The program can be installed by running:

python setup.py install

Or alternatively:

pip install savReaderWriter

To get the ‘bleeding edge’ version straight from the repository do:

pip install -U -e git+https://bitbucket.org/fomcl/savreaderwriter.git#egg=savreaderwriter

Note

Users of Mac OS X need to do two additional things:

  • DYLD_LIBRARY_PATH needs to be set to the directory where the SPSS I/O libraries for Mac OS X live. If you also set LC_ALL environment variable, you may skip the next ioLocale step. You may also want to edit your ~/.bashrc accordingly.
  • ioLocale needs to be set manually (work-around). The ioLocale is the locale of the SPSS I/O, which is supposed to be copied from the host system, if unset (i.e., equal to None).
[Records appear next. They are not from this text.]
/// REST gateway: local API for the UI plus the surface peers call into
///
/// Endpoints (local):
///   GET    /api/info
///   POST   /api/discover                      body: {"ip":"<host>[:<port>]"}
///   GET    /api/friends
///   POST   /api/friends                       body: {"connection_string":"host:port:peerID","name":"..."}
///   GET    /api/friends/:peer_id
///   DELETE /api/friends/:peer_id
///   GET    /api/peer-galleries/:peer_id[/:gallery[/:file]]   ?kind=images
///   GET    /api/downloaded/:peer_id/:kind[/:gallery[/:file]]
///   POST   /api/peer-docs/:peer_id/download   ?timeout_ms=N
///   GET    /api/peer-docs/:peer_id[/:gallery/:file | /:gallery%2F:file]
///   GET    /api/peer-friends/:peer_id
///
/// Endpoints (peer-facing):
///   GET    /api/galleries/:kind[/:gallery/:file]
///   GET    /api/docs/:gallery/:file
use crate::error::{Result, ShareError};
use crate::gallery::MediaKind;
use crate::node::Node;
use bytes::Bytes;
use http_body_util::{BodyExt, Full, Limited};
use hyper::server::conn::http1;
use hyper::service::service_fn;
use hyper::{Method, Request, Response, StatusCode};
use hyper_util::rt::TokioIo;
use serde::de::DeserializeOwned;
use serde::Deserialize;
use std::convert::Infallible;
use std::sync::Arc;
use std::time::Duration;
use tokio::net::TcpListener;
use tracing::{debug, error, info, warn};

const MAX_BODY_BYTES: usize = 64 * 1024;

type Resp = Response<Full<Bytes>>;

// ─── Helpers ─────────────────────────────────────────────────────────────────

fn cors_headers(builder: hyper::http::response::Builder) -> hyper::http::response::Builder {
    builder
        .header("Access-Control-Allow-Origin", "*")
        .header("Access-Control-Allow-Methods", "GET, POST, DELETE, OPTIONS")
        .header("Access-Control-Allow-Headers", "Content-Type")
}

fn respond(status: StatusCode, content_type: &str, body: Bytes) -> Resp {
    cors_headers(Response::builder())
        .status(status)
        .header("Content-Type", content_type)
        .body(Full::new(body))
        .unwrap_or_else(|_| Response::new(Full::new(Bytes::new())))
}

fn json_ok<T: serde::Serialize>(value: &T) -> Resp {
    match serde_json::to_vec(value) {
        Ok(body) => respond(StatusCode::OK, "application/json", Bytes::from(body)),
        Err(e) => json_err(&ShareError::Serialization(e)),
    }
}

fn json_err(err: &ShareError) -> Resp {
    let body = serde_json::to_vec(&serde_json::json!({ "error": err.to_string() }))
        .unwrap_or_default();
    respond(err.status_code(), "application/json", Bytes::from(body))
}

fn file_ok(name: &str, body: Bytes) -> Resp {
    respond(StatusCode::OK, detect_content_type(name), body)
}

// ─── Entry point ─────────────────────────────────────────────────────────────

/// Accept connections on `listener` forever, one task per connection
pub async fn serve(listener: TcpListener, node: Node) -> Result<()> {
    let addr = listener.local_addr()?;
    info!("Gateway listening on http://{}", addr);

    let node = Arc::new(node);
    loop {
        match listener.accept().await {
            Ok((stream, remote)) => {
                debug!("Connection from {}", remote);
                let io = TokioIo::new(stream);
                let node = node.clone();
                tokio::spawn(async move {
                    let svc = service_fn(move |req| {
                        let node = node.clone();
                        async move { Ok::<_, Infallible>(handle(req, node).await) }
                    });
                    if let Err(e) = http1::Builder::new().serve_connection(io, svc).await {
                        if !e.is_incomplete_message() {
                            error!("Gateway connection error: {:?}", e);
                        }
                    }
                });
            }
            Err(e) => error!("Gateway accept error: {}", e),
        }
    }
}

// ─── Router ──────────────────────────────────────────────────────────────────

async fn handle(req: Request<hyper::body::Incoming>, node: Arc<Node>) -> Resp {
    let method = req.method().clone();
    let path = req.uri().path().to_string();

    if method == Method::OPTIONS {
        return respond(StatusCode::NO_CONTENT, "text/plain", Bytes::new());
    }

    match route(req, &node).await {
        Ok(resp) => resp,
        Err(e) => {
            if e.status_code().is_server_error() {
                warn!("{} {} failed: {}", method, path, e);
            } else {
                debug!("{} {} rejected: {}", method, path, e);
            }
            json_err(&e)
        }
    }
}

async fn route(req: Request<hyper::body::Incoming>, node: &Node) -> Result<Resp> {
    let method = req.method().clone();
    let query = req.uri().query().unwrap_or("").to_string();
    let segments = path_segments(req.uri().path())?;
    let segs: Vec<&str> = segments.iter().map(String::as_str).collect();

    match (&method, segs.as_slice()) {
        (&Method::GET, ["api", "info"]) => Ok(json_ok(&node.info().await?)),
        (&Method::POST, ["api", "discover"]) => post_discover(req, node).await,

        (&Method::GET, ["api", "friends"]) => {
            Ok(json_ok(&serde_json::json!({ "friends": node.registry.list().await })))
        }
        (&Method::POST, ["api", "friends"]) => post_add_friend(req, node).await,
        (&Method::GET, ["api", "friends", peer_id]) => Ok(json_ok(&node.registry.get(peer_id).await?)),
        (&Method::DELETE, ["api", "friends", peer_id]) => {
            node.registry.remove(peer_id).await?;
            Ok(json_ok(&serde_json::json!({ "removed": true })))
        }

        // Peer-facing: our own library
        (&Method::GET, ["api", "galleries", kind]) => {
            let galleries = node.library.list_galleries(kind.parse()?).await?;
            Ok(json_ok(&serde_json::json!({ "galleries": galleries })))
        }
        (&Method::GET, ["api", "galleries", kind, gallery, file]) => {
            let bytes = node.library.read_file(kind.parse()?, gallery, file).await?;
            Ok(file_ok(file, Bytes::from(bytes)))
        }
        (&Method::GET, ["api", "docs", gallery, file]) => {
            Ok(json_ok(&node.library.read_doc(gallery, file).await?))
        }

        // Live view of a friend's content
        (&Method::GET, ["api", "peer-galleries", peer_id]) => {
            let kind = kind_param(&query)?;
            Ok(json_ok(&node.peer_galleries(peer_id, kind).await?))
        }
        (&Method::GET, ["api", "peer-galleries", peer_id, gallery]) => {
            let kind = kind_param(&query)?;
            Ok(json_ok(&node.peer_gallery(peer_id, kind, gallery).await?))
        }
        (&Method::GET, ["api", "peer-galleries", peer_id, gallery, file]) => {
            let kind = kind_param(&query)?;
            let bytes = node.client.fetch_file(peer_id, kind, gallery, file).await?;
            Ok(file_ok(file, bytes))
        }

        // Cached view of a friend's content
        (&Method::GET, ["api", "downloaded", peer_id, kind]) => {
            let kind: MediaKind = kind.parse()?;
            let galleries = node.cache.list_galleries(peer_id, kind).await?;
            Ok(json_ok(&serde_json::json!({
                "peer_id": peer_id,
                "kind": kind,
                "galleries": galleries,
            })))
        }
        (&Method::GET, ["api", "downloaded", peer_id, kind, gallery]) => {
            Ok(json_ok(&node.downloaded_gallery(peer_id, kind.parse()?, gallery).await?))
        }
        (&Method::GET, ["api", "downloaded", peer_id, kind, gallery, file]) => {
            let bytes = node.cache.read_file(peer_id, kind.parse()?, gallery, file).await?;
            Ok(file_ok(file, Bytes::from(bytes)))
        }

        (&Method::POST, ["api", "peer-docs", peer_id, "download"]) => {
            let budget = query_param(&query, "timeout_ms")
                .map(|v| {
                    v.parse::<u64>()
                        .map(Duration::from_millis)
                        .map_err(|_| ShareError::Format(format!("invalid timeout_ms: {}", v)))
                })
                .transpose()?;
            Ok(json_ok(&node.download_all(peer_id, budget).await?))
        }
        (&Method::GET, ["api", "peer-docs", peer_id]) => {
            let galleries = node.client.fetch_galleries(peer_id, MediaKind::Docs).await?;
            Ok(json_ok(&serde_json::json!({
                "peer_id": peer_id,
                "galleries": galleries,
            })))
        }
        (&Method::GET, ["api", "peer-docs", peer_id, filename]) => {
            Ok(json_ok(&node.client.fetch_doc(peer_id, filename).await?))
        }
        (&Method::GET, ["api", "peer-docs", peer_id, gallery, file]) => {
            let filename = format!("{}/{}", gallery, file);
            Ok(json_ok(&node.client.fetch_doc(peer_id, &filename).await?))
        }

        (&Method::GET, ["api", "peer-friends", peer_id]) => {
            let friends = node.client.fetch_friends_of(peer_id).await?;
            Ok(json_ok(&serde_json::json!({ "friends": friends })))
        }

        _ => Err(ShareError::NotFound(format!("no route for {} {}", method, segments.join("/")))),
    }
}

// ─── Handlers ────────────────────────────────────────────────────────────────

#[derive(Deserialize)]
struct DiscoverRequest {
    ip: String,
}

async fn post_discover(req: Request<hyper::body::Incoming>, node: &Node) -> Result<Resp> {
    let r: DiscoverRequest = read_json(req).await?;
    Ok(json_ok(&node.discover(&r.ip).await?))
}

#[derive(Deserialize)]
struct AddFriendRequest {
    connection_string: String,
    name: Option<String>,
}

async fn post_add_friend(req: Request<hyper::body::Incoming>, node: &Node) -> Result<Resp> {
    let r: AddFriendRequest = read_json(req).await?;
    let friend = node.add_friend(&r.connection_string, r.name.as_deref()).await?;
    Ok(json_ok(&serde_json::json!({ "friend": friend })))
}

// ─── Utilities ────────────────────────────────────────────────────────────────

async fn read_json<T: DeserializeOwned>(req: Request<hyper::body::Incoming>) -> Result<T> {
    let body = Limited::new(req.into_body(), MAX_BODY_BYTES)
        .collect()
        .await
        .map_err(|e| ShareError::Format(format!("body read error: {}", e)))?
        .to_bytes();
    serde_json::from_slice(&body).map_err(|e| ShareError::Format(format!("invalid JSON: {}", e)))
}

fn path_segments(path: &str) -> Result<Vec<String>> {
    path.split('/')
        .filter(|s| !s.is_empty())
        .map(|s| {
            urlencoding::decode(s)
                .map(|c| c.into_owned())
                .map_err(|_| ShareError::Format(format!("invalid percent-encoding in {:?}", s)))
        })
        .collect()
}

fn query_param(query: &str, key: &str) -> Option<String> {
    for pair in query.split('&') {
        if let Some((k, v)) = pair.split_once('=') {
            if k == key {
                return urlencoding::decode(v).ok().map(|v| v.into_owned());
            }
        }
    }
    None
}

fn kind_param(query: &str) -> Result<MediaKind> {
    match query_param(query, "kind") {
        Some(kind) => kind.parse(),
        None => Ok(MediaKind::Images),
    }
}

fn detect_content_type(name: &str) -> &'static str {
    let ext = name
        .rsplit_once('.')
        .map(|(_, ext)| ext.to_ascii_lowercase())
        .unwrap_or_default();
    match ext.as_str() {
        "html" | "htm" => "text/html; charset=utf-8",
        "md" | "markdown" => "text/markdown; charset=utf-8",
        "txt" => "text/plain; charset=utf-8",
        "json" => "application/json; charset=utf-8",
        "pdf" => "application/pdf",
        "png" => "image/png",
        "jpg" | "jpeg" => "image/jpeg",
        "gif" => "image/gif",
        "webp" => "image/webp",
        "svg" => "image/svg+xml",
        "mp3" => "audio/mpeg",
        "ogg" => "audio/ogg",
        "wav" => "audio/wav",
        "mp4" => "video/mp4",
        "webm" => "video/webm",
        _ => "application/octet-stream",
    }
}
However, Python locale.setlocale and locale.getlocale are quirky in Mac OS X (see also this OS X and Python locale snippet).

The code below shows an example that uses Python 2.7.2 (Python 3.3.5 also works) under Mac OS X Mountain Lion 10.9.1:

fomcls-Mac-Pro:~ fomcl$ uname -a
Darwin fomcls-Mac-Pro.local 12.2.0 Darwin Kernel Version 12.2.0: Sat Aug 25 00:48:52 PDT 2012; root:xnu-2050.18.24~1/RELEASE_X86_64 x86_6
fomcls-Mac-Pro:~ fomcl$ export DYLD_LIBRARY_PATH=/Library/Python/2.7/site-packages/savReaderWriter/spssio/macos
fomcls-Mac-Pro:~ fomcl$ export LC_ALL=en_US.UTF-8  # if you also do this, specifiying ioLocale is usually not needed
fomcls-Mac-Pro:savReaderWriter fomcl$ python
Python 2.7.2 (default, Jun 20 2012, 16:23:33) [GCC 4.2.1 Compatible Apple Clang 4.0 (tags/Apple/clang-418.0.60)] on darwin
>>> import savReaderWriter
>>> savFileName = "/Library/Python/2.7/site-packages/savReaderWriter/test_data/Employee data.sav"
>>> with savReaderWriter.SavReader(savFileName, ioLocale='en_US.UTF-8') as reader:
...     for line in reader:
...         print line
...
[1.0, 'm', '1952-02-03', 15.0, 3.0, 57000.0, 27000.0, 98.0, 144.0, 0.0]
[2.0, 'm', '1958-05-23', 16.0, 1.0, 40200.0, 18750.0, 98.0, 36.0, 0.0]
[3.0, 'f', '1929-07-26', 12.0, 1.0, 21450.0, 12000.0, 98.0, 381.0, 0.0]
[4.0, 'f', '1947-04-15', 8.0, 1.0, 21900.0, 13200.0, 98.0, 190.0, 0.0]
# etc. etc.

Users of AIX, Solaris, HP-UX, zLinux need to install the SPSS I/O libraries separately (Pypi has a file size limit of about 60 Mb, so I had to exclude them - sorry):

python -m savReaderWriter.util.download_mainframe_libs

Changed in version 3.4.

  • Added SavReaderNp, a class to convert .sav files to numpy arrays

  • Added savViewer, a simple PyQt4-based script to view .sav, .zsav, .xls, .xlsx, .csv, .tab files. See also this savViewer screenshot.

    Usage examples:

    python -m savReaderWriter.util.savViewer
    python -m savReaderWriter.util.savViewer '/path/to/some/file.sav'
    
  • Removed several bugs, notably one related to memoization of SPSS datetimes (THANKS everybody for taking the time to report these bugs!)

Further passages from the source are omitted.